PROBLEM STATEMENT >> Look through the records, and whenever a line includes the word "else", copy it.

Saved entries >>
-=-=-
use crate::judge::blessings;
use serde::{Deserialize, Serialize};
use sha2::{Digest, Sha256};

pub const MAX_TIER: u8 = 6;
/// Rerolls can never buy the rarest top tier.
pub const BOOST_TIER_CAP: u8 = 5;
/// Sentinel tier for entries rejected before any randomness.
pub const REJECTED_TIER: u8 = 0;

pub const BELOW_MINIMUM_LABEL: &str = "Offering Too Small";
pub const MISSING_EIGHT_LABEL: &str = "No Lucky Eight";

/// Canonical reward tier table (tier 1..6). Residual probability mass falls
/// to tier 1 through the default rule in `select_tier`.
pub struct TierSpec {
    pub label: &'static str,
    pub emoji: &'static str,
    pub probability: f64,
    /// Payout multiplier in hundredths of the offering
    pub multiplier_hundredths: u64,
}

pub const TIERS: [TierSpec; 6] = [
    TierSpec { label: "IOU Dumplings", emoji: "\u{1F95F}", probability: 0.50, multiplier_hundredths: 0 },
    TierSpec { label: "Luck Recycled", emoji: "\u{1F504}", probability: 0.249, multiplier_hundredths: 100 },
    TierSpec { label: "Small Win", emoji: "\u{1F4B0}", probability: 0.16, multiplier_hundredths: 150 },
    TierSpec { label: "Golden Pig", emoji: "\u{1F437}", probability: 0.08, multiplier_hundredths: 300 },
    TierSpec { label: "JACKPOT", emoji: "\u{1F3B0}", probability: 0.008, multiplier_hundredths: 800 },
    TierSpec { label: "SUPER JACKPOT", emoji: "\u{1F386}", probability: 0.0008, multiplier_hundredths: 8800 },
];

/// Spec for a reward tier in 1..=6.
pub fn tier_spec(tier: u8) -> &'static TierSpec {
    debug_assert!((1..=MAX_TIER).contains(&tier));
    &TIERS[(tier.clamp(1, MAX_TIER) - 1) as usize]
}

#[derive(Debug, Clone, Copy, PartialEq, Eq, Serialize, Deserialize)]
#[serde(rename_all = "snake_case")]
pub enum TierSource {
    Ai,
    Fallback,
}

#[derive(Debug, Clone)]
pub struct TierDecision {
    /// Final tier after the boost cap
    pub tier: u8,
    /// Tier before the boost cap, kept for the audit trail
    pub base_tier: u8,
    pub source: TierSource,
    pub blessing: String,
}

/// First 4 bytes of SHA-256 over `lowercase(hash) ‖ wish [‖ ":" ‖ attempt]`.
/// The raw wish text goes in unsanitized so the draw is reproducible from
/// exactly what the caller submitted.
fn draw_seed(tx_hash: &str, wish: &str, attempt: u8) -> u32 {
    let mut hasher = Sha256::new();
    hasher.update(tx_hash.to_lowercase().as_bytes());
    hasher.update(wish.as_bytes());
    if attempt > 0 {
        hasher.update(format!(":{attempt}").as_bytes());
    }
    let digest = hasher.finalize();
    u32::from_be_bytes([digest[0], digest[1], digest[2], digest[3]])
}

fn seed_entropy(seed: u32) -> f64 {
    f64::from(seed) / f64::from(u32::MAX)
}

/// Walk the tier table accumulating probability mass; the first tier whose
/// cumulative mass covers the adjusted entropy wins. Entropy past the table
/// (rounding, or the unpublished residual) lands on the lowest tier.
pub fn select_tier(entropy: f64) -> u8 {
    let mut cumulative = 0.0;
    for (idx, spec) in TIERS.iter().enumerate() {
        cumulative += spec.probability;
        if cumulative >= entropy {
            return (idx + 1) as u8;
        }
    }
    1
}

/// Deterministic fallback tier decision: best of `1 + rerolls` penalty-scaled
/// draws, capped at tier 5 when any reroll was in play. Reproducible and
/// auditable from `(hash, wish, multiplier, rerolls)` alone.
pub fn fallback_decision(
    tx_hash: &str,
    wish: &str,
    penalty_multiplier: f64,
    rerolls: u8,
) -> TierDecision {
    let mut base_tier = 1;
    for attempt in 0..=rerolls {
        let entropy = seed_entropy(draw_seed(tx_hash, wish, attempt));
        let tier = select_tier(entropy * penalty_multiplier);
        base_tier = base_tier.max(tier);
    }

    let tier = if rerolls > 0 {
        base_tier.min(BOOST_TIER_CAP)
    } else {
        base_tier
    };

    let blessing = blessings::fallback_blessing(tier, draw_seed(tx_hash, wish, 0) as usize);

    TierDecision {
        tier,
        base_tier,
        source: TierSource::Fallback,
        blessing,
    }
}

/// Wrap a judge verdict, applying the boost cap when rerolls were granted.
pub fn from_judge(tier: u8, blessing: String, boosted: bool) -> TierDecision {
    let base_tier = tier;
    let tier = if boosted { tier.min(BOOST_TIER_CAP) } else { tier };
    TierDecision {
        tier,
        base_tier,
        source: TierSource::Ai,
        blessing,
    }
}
-=-=-
TASK OUTPUT >>
    } else {
    let tier = if boosted { tier.min(BOOST_TIER_CAP) } else { tier };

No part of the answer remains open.